Avigdor Lieberman, Lübnan'daki Hizbullah ile İsrail arasında çıkabilecek bir savaşın "eli kulağında" olduğunu söyledi.


Siyonist rejim İsrail'in aşırı sağcı liderlerinden Avigdor Lieberman, Lübnan'daki Hizbullah ile İsrail arasında çıkabilecek bir savaşın "eli kulağında" olduğunu söyledi.

İsrailli lider, savaşın çok yakın olduğunu ve her an çıkabileceğini belirterek "Hizbullah yeniden silahlandı ve İran emir verir vermez İsrail'e saldırmaya hazır" iddiasında bulundu. Lieberman, İsrail-Türkiye ilişkilerine de değindiği açıklamasında iki ülke arasındaki ilişkilerin "çok güçlü ve istikrarlı olduğunu" dile getirdi.


İsrail-Lübnan sınırında dün gece yaşanan çatışmalardan 4-5 gün önce elektronik posta aracılığıyla Cihan Haber Ajansı'nın sorularını yanıtlayan İsrail Evimiz Partisi'nin lideri Avigdor Lieberman, birçok konuda kendisine yöneltilen sorulara cevap verdi.
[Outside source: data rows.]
//! シンボル解決テスト
//!
//! 完全修飾名と条件による一意なシンボルの解決をテストする。

use irgen::ir::{FqName, IrBuiltIns, SymbolKind, SymbolTable};
use irgen::{IrError, PluginContext};

fn println_table(builtins: &IrBuiltIns) -> SymbolTable {
    let mut table = SymbolTable::new();
    let unit = builtins.unit_type();
    table.declare("std.io.println", SymbolKind::Function, vec![], unit.clone());
    table.declare(
        "std.io.println",
        SymbolKind::Function,
        vec![builtins.any_n_type()],
        unit.clone(),
    );
    table.declare(
        "std.io.println",
        SymbolKind::Function,
        vec![builtins.int_type()],
        unit,
    );
    table
}

#[test]
fn test_resolve_unique_match() {
    let builtins = IrBuiltIns::new();
    let table = println_table(&builtins);
    let any_n = builtins.any_n_type();

    let symbol = table
        .resolve(&FqName::new("std.io.println"), |s| {
            matches!(s.value_parameters(), [ty] if *ty == any_n)
        })
        .expect("exactly one overload takes Any?");

    assert_eq!(symbol.arity(), 1);
    assert_eq!(symbol.value_parameters()[0], any_n);
    assert_eq!(symbol.kind(), SymbolKind::Function);
    assert!(table
        .references(&FqName::new("std.io.println"))
        .contains(&symbol));
}

#[test]
fn test_resolve_zero_matches_is_unresolved() {
    let builtins = IrBuiltIns::new();
    let table = println_table(&builtins);

    let result = table.resolve(&FqName::new("std.io.println"), |s| s.arity() == 3);
    assert_eq!(
        result,
        Err(IrError::UnresolvedReference {
            name: "std.io.println".to_string()
        })
    );

    let result = table.resolve(&FqName::new("std.io.missing"), |_| true);
    assert!(matches!(result, Err(IrError::UnresolvedReference { .. })));
}

#[test]
fn test_resolve_many_matches_is_ambiguous() {
    let builtins = IrBuiltIns::new();
    let table = println_table(&builtins);

    let result = table.resolve(&FqName::new("std.io.println"), |s| s.arity() == 1);
    assert_eq!(
        result,
        Err(IrError::AmbiguousReference {
            name: "std.io.println".to_string(),
            candidates: 2,
        })
    );
}

#[test]
fn test_resolution_returns_same_symbol() {
    let ctx = PluginContext::with_stdlib();
    let name = FqName::new("std.io.print");
    let first = ctx.symbols.resolve(&name, |_| true).unwrap();
    let second = ctx.symbols.resolve(&name, |_| true).unwrap();
    assert_eq!(first, second);
    assert_eq!(first.id(), second.id());
}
Lieberman, bazı soruları ise "yorum yok" diye cevaplandırdı.


Avigdor Lieberman, İsrail ve Lübnan askerlerinin dün gece yaşadığı çatışmadan önce yapılan röportajında İsrail ve Hizbullah'ın her an savaşabileceğini dile getirdi. Lieberman, yeniden silahlandığını açıklayan Hizbullah'ın "Saldırmak için İran'dan emir beklediğini ve saldırıya hazır olduğunu" iddia etti.


"TÜRKİYE İLE AB'DE ORTAK ÇIKARLARIMIZ OLACAK"
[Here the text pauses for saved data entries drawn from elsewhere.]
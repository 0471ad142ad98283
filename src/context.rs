//! 生成パスに渡されるサービスコンテキスト
//!
//! 型ユニバースとシンボルテーブルをまとめたもの。各コンポーネントには
//! 明示的な引数として渡される。

use crate::ir::{FqName, IrBuiltIns, IrType, SymbolKind, SymbolTable};

/// 標準出力関数の完全修飾名
pub const PRINTLN: &str = "std.io.println";

/// ホストコンパイラが提供するサービス
#[derive(Debug, Clone, Default)]
pub struct PluginContext {
    pub builtins: IrBuiltIns,
    pub symbols: SymbolTable,
}

impl PluginContext {
    pub fn new(builtins: IrBuiltIns, symbols: SymbolTable) -> Self {
        Self { builtins, symbols }
    }

    /// 標準ライブラリの宣言を登録したコンテキスト
    ///
    /// `println` は複数のオーバーロードを持つため、名前だけでは解決できない。
    pub fn with_stdlib() -> Self {
        let builtins = IrBuiltIns::new();
        let mut symbols = SymbolTable::new();
        let unit = builtins.unit_type();
        let println = FqName::new(PRINTLN);

        let overloads: [Vec<IrType>; 5] = [
            vec![],
            vec![builtins.any_n_type()],
            vec![builtins.int_type()],
            vec![builtins.string_type()],
            vec![builtins.boolean_type()],
        ];
        for params in overloads {
            symbols.declare(println.clone(), SymbolKind::Function, params, unit.clone());
        }
        symbols.declare(
            "std.io.print",
            SymbolKind::Function,
            vec![builtins.any_n_type()],
            unit,
        );

        log::debug!("stdlib context initialised with {} symbols", symbols.len());
        Self { builtins, symbols }
    }
}

#[cfg(test)]
mod tests {
    use super::*;

    #[test]
    fn test_stdlib_println_overloads() {
        let ctx = PluginContext::with_stdlib();
        assert_eq!(ctx.symbols.references(&FqName::new(PRINTLN)).len(), 5);
        assert_eq!(ctx.symbols.len(), 6);
    }
}
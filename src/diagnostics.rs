//! 診断メッセージの出力先
//!
//! 生成パスはトレース情報をここへ書き込むだけで、書き込みが制御フローに
//! 影響することはない。

use std::fmt;

/// メッセージの重要度
#[derive(Debug, Clone, Copy, PartialEq, Eq, PartialOrd, Ord)]
pub enum Severity {
    Logging,
    Info,
    Warning,
    Error,
}

impl fmt::Display for Severity {
    fn fmt(&self, f: &mut fmt::Formatter<'_>) -> fmt::Result {
        let s = match self {
            Severity::Logging => "logging",
            Severity::Info => "info",
            Severity::Warning => "warning",
            Severity::Error => "error",
        };
        write!(f, "{}", s)
    }
}

/// (重要度, テキスト) を受け取るシンク。書き込みは失敗しない。
pub trait MessageCollector {
    fn report(&mut self, severity: Severity, message: &str);
}

/// `log` クレートへ転送するコレクター
#[derive(Debug, Default, Clone, Copy)]
pub struct LogMessageCollector;

impl MessageCollector for LogMessageCollector {
    fn report(&mut self, severity: Severity, message: &str) {
        match severity {
            Severity::Logging => log::debug!("{}", message),
            Severity::Info => log::info!("{}", message),
            Severity::Warning => log::warn!("{}", message),
            Severity::Error => log::error!("{}", message),
        }
    }
}

/// メッセージをメモリに蓄積するコレクター
#[derive(Debug, Default, Clone)]
pub struct BufferedMessageCollector {
    messages: Vec<(Severity, String)>,
}

impl BufferedMessageCollector {
    pub fn new() -> Self {
        Self::default()
    }

    pub fn messages(&self) -> &[(Severity, String)] {
        &self.messages
    }

    /// 指定した重要度のメッセージ
    pub fn with_severity(&self, severity: Severity) -> impl Iterator<Item = &str> {
        self.messages
            .iter()
            .filter(move |(s, _)| *s == severity)
            .map(|(_, m)| m.as_str())
    }

    pub fn clear(&mut self) {
        self.messages.clear();
    }
}

impl MessageCollector for BufferedMessageCollector {
    fn report(&mut self, severity: Severity, message: &str) {
        self.messages.push((severity, message.to_string()));
    }
}

impl<C: MessageCollector + ?Sized> MessageCollector for &mut C {
    fn report(&mut self, severity: Severity, message: &str) {
        (**self).report(severity, message);
    }
}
Türkiye'de 2007'de düzenlenecek genel seçimler ve Cumhurbaşkanlığı hakkındaki soruyu "yorum yok" diye geçiştiren Lieberman, iki ülke arasındaki ilişkileri ise "güçlü ve istikrarlı" diye niteledi. Türkiye ve İsrail arasındaki ilişkilerin, tüm bölgenin istikrarına katkı yaptığını kaydeden Lieberman, "Gelecekte AB içerisinde de ortak çıkarlarımız olacak. Gelişmek için her zaman fırsat var" dedi.
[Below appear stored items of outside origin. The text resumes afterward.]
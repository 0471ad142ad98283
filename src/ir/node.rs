//! IR node definitions.

use indexmap::IndexMap;
use serde::{Deserialize, Serialize};
use std::fmt;

use super::name::{FqName, Name};
use super::symbol::Symbol;
use super::types::IrType;

/// Index of a node inside its owning `IrTree`
#[derive(Debug, Clone, Copy, PartialEq, Eq, Hash, PartialOrd, Ord, Serialize, Deserialize)]
pub struct NodeId(pub(crate) usize);

impl NodeId {
    pub fn index(self) -> usize {
        self.0
    }
}

/// Declaration visibility
#[derive(Debug, Clone, Copy, PartialEq, Eq, Serialize, Deserialize)]
pub enum Visibility {
    Public,
    Internal,
    Private,
}

/// Declaration modality
#[derive(Debug, Clone, Copy, PartialEq, Eq, Serialize, Deserialize)]
pub enum Modality {
    Final,
    Open,
    Abstract,
}

/// Literal values carried by `Literal` nodes and annotation arguments
#[derive(Debug, Clone, PartialEq, Eq, Serialize, Deserialize)]
pub enum Literal {
    String(String),
    Int(i64),
    Boolean(bool),
}

/// Kind-specific payload of a node
#[derive(Debug, Clone, PartialEq)]
pub enum NodeKind {
    Module,
    Function {
        symbol: Symbol,
        visibility: Visibility,
        modality: Modality,
    },
    Property {
        symbol: Symbol,
        visibility: Visibility,
        modality: Modality,
        is_var: bool,
    },
    Getter {
        symbol: Symbol,
        corresponding_property: Symbol,
    },
    Setter {
        symbol: Symbol,
        corresponding_property: Symbol,
    },
    Parameter {
        symbol: Symbol,
        index: usize,
    },
    /// Block body of a function or accessor
    Body,
    Call {
        callee: Symbol,
    },
    Return {
        target: Symbol,
    },
    /// Read of a value parameter
    GetValue {
        target: Symbol,
    },
    Literal(Literal),
    TypeRef,
}

/// Kind tag without payload
#[derive(Debug, Clone, Copy, PartialEq, Eq, Hash, Serialize, Deserialize)]
pub enum NodeTag {
    Module,
    Function,
    Property,
    Getter,
    Setter,
    Parameter,
    Body,
    Call,
    Return,
    GetValue,
    Literal,
    TypeRef,
}

impl NodeKind {
    pub fn tag(&self) -> NodeTag {
        match self {
            NodeKind::Module => NodeTag::Module,
            NodeKind::Function { .. } => NodeTag::Function,
            NodeKind::Property { .. } => NodeTag::Property,
            NodeKind::Getter { .. } => NodeTag::Getter,
            NodeKind::Setter { .. } => NodeTag::Setter,
            NodeKind::Parameter { .. } => NodeTag::Parameter,
            NodeKind::Body => NodeTag::Body,
            NodeKind::Call { .. } => NodeTag::Call,
            NodeKind::Return { .. } => NodeTag::Return,
            NodeKind::GetValue { .. } => NodeTag::GetValue,
            NodeKind::Literal(_) => NodeTag::Literal,
            NodeKind::TypeRef => NodeTag::TypeRef,
        }
    }

    /// Symbol declared by this node, if it is a declaration
    pub fn declared_symbol(&self) -> Option<&Symbol> {
        match self {
            NodeKind::Function { symbol, .. }
            | NodeKind::Property { symbol, .. }
            | NodeKind::Getter { symbol, .. }
            | NodeKind::Setter { symbol, .. }
            | NodeKind::Parameter { symbol, .. } => Some(symbol),
            _ => None,
        }
    }
}

impl fmt::Display for NodeTag {
    fn fmt(&self, f: &mut fmt::Formatter<'_>) -> fmt::Result {
        let s = match self {
            NodeTag::Module => "MODULE",
            NodeTag::Function => "FUN",
            NodeTag::Property => "PROPERTY",
            NodeTag::Getter => "GETTER",
            NodeTag::Setter => "SETTER",
            NodeTag::Parameter => "VALUE_PARAMETER",
            NodeTag::Body => "BLOCK_BODY",
            NodeTag::Call => "CALL",
            NodeTag::Return => "RETURN",
            NodeTag::GetValue => "GET_VAR",
            NodeTag::Literal => "CONST",
            NodeTag::TypeRef => "TYPE_REF",
        };
        write!(f, "{}", s)
    }
}

/// Annotation tags understood by generators
#[derive(Debug, Clone, PartialEq, Eq, Hash, Serialize, Deserialize)]
pub enum AnnotationTag {
    /// Marks a property for accessor rewriting
    SuspendProp,
    /// Marks a declaration synthesized by a generator
    Generated,
    Other(FqName),
}

impl fmt::Display for AnnotationTag {
    fn fmt(&self, f: &mut fmt::Formatter<'_>) -> fmt::Result {
        match self {
            AnnotationTag::SuspendProp => write!(f, "SuspendProp"),
            AnnotationTag::Generated => write!(f, "Generated"),
            AnnotationTag::Other(name) => write!(f, "{}", name),
        }
    }
}

/// A single tree element
#[derive(Debug, Clone)]
pub struct Node {
    pub(crate) kind: NodeKind,
    pub(crate) name: Name,
    pub(crate) ty: IrType,
    pub(crate) children: Vec<NodeId>,
    pub(crate) parent: Option<NodeId>,
    pub(crate) annotations: IndexMap<AnnotationTag, Vec<Literal>>,
}

impl Node {
    pub(crate) fn new(kind: NodeKind, name: Name, ty: IrType) -> Self {
        Self {
            kind,
            name,
            ty,
            children: Vec::new(),
            parent: None,
            annotations: IndexMap::new(),
        }
    }

    pub fn kind(&self) -> &NodeKind {
        &self.kind
    }

    pub fn tag(&self) -> NodeTag {
        self.kind.tag()
    }

    pub fn name(&self) -> &Name {
        &self.name
    }

    pub fn ty(&self) -> &IrType {
        &self.ty
    }

    pub fn children(&self) -> &[NodeId] {
        &self.children
    }

    pub fn parent(&self) -> Option<NodeId> {
        self.parent
    }

    pub fn annotations(&self) -> &IndexMap<AnnotationTag, Vec<Literal>> {
        &self.annotations
    }

    pub fn has_annotation(&self, tag: &AnnotationTag) -> bool {
        self.annotations.contains_key(tag)
    }

    pub fn symbol(&self) -> Option<&Symbol> {
        self.kind.declared_symbol()
    }
}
Lieberman, Türkiye'nin İsrail ve Arap ülkeleri arasındaki arabuluculuk rolü konusundaki bir soruya da "İsrail ve Türkiye arasındaki ilişkiler, İsrail ve İslami bir devletin dini farklılıkları nasıl ortadan kaldırdığının bir örneği. Türkiye'nin İsrail ve komşuları arasındaki uçurumu kapatma çabalarını memnuniyetle karşılıyorum" diye cevap verdi.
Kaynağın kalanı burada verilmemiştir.